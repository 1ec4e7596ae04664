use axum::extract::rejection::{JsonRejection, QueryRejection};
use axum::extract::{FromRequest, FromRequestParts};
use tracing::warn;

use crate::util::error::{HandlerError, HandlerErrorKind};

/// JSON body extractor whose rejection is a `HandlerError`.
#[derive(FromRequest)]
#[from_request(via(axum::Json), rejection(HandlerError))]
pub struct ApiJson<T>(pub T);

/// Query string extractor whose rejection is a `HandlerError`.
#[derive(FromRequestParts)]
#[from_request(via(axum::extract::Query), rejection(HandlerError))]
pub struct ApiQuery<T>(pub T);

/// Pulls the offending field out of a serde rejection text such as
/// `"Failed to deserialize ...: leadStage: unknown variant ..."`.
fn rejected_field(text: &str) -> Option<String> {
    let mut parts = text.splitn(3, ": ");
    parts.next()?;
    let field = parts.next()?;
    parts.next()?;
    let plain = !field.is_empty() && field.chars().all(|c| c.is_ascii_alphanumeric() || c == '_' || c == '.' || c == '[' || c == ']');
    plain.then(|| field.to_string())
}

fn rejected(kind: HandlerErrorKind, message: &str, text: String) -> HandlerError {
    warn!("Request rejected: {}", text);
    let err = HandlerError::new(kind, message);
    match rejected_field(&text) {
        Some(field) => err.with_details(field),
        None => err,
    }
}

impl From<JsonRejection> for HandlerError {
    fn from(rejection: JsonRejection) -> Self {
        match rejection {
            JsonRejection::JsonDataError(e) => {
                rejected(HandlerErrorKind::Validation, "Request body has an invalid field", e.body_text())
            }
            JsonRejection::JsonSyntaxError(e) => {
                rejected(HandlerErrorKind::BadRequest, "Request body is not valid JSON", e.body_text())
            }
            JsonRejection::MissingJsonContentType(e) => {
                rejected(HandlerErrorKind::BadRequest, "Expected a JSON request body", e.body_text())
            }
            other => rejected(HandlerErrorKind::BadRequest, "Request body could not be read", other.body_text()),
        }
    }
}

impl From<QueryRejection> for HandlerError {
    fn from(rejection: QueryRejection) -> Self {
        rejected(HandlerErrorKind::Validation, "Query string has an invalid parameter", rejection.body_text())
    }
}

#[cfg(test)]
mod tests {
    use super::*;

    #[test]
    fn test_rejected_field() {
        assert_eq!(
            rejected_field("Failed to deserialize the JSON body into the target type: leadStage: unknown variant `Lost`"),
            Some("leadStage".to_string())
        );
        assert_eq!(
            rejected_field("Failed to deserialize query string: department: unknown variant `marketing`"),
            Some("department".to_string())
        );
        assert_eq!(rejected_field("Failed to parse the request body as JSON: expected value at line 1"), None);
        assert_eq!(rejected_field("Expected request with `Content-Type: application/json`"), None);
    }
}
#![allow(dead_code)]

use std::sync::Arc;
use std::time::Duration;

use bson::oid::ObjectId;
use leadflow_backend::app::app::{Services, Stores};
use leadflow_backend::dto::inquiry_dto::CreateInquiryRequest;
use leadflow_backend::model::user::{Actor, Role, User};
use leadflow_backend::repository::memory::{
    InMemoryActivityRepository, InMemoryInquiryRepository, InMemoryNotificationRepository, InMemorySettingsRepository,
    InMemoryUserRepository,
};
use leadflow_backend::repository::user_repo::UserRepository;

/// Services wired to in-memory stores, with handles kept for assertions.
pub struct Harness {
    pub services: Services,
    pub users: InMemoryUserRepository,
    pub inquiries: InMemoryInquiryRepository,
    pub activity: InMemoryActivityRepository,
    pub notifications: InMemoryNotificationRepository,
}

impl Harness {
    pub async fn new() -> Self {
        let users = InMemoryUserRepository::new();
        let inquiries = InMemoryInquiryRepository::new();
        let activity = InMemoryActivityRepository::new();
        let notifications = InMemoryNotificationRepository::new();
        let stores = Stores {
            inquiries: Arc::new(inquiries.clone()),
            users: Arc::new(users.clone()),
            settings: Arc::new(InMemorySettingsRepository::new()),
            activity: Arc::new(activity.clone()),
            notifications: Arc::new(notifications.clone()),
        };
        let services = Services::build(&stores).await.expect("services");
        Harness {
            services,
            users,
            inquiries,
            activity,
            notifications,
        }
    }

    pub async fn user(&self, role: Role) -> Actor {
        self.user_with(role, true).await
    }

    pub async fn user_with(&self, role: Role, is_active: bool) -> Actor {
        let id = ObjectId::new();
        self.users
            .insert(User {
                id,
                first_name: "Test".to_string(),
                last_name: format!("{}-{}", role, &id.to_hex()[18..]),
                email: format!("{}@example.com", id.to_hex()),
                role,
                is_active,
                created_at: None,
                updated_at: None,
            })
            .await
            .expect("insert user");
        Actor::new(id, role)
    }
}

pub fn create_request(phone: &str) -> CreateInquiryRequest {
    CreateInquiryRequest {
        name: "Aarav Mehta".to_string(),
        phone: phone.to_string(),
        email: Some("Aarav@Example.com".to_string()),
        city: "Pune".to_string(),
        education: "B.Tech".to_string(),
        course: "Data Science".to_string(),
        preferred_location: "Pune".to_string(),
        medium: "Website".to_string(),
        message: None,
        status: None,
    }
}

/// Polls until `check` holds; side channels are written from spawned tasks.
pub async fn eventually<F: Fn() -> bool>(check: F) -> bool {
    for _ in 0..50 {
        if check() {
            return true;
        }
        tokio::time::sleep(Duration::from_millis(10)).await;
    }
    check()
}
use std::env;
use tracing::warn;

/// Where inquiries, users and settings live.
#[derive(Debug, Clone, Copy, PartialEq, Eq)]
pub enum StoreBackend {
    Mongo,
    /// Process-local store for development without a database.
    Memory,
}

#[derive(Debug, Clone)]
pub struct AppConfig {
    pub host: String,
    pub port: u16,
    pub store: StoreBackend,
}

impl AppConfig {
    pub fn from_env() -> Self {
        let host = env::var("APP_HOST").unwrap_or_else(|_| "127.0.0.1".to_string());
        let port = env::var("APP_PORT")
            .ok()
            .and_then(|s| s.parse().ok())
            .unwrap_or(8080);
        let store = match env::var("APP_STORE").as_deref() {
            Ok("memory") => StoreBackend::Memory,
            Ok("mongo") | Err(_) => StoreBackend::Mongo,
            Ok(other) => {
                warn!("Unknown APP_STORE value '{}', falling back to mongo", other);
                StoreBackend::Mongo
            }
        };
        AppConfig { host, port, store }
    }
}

▶ _Prompt_: Within the data, count the lines that hold the word "value". Answer with the figure and nothing more.

▶ _Finished task_: 2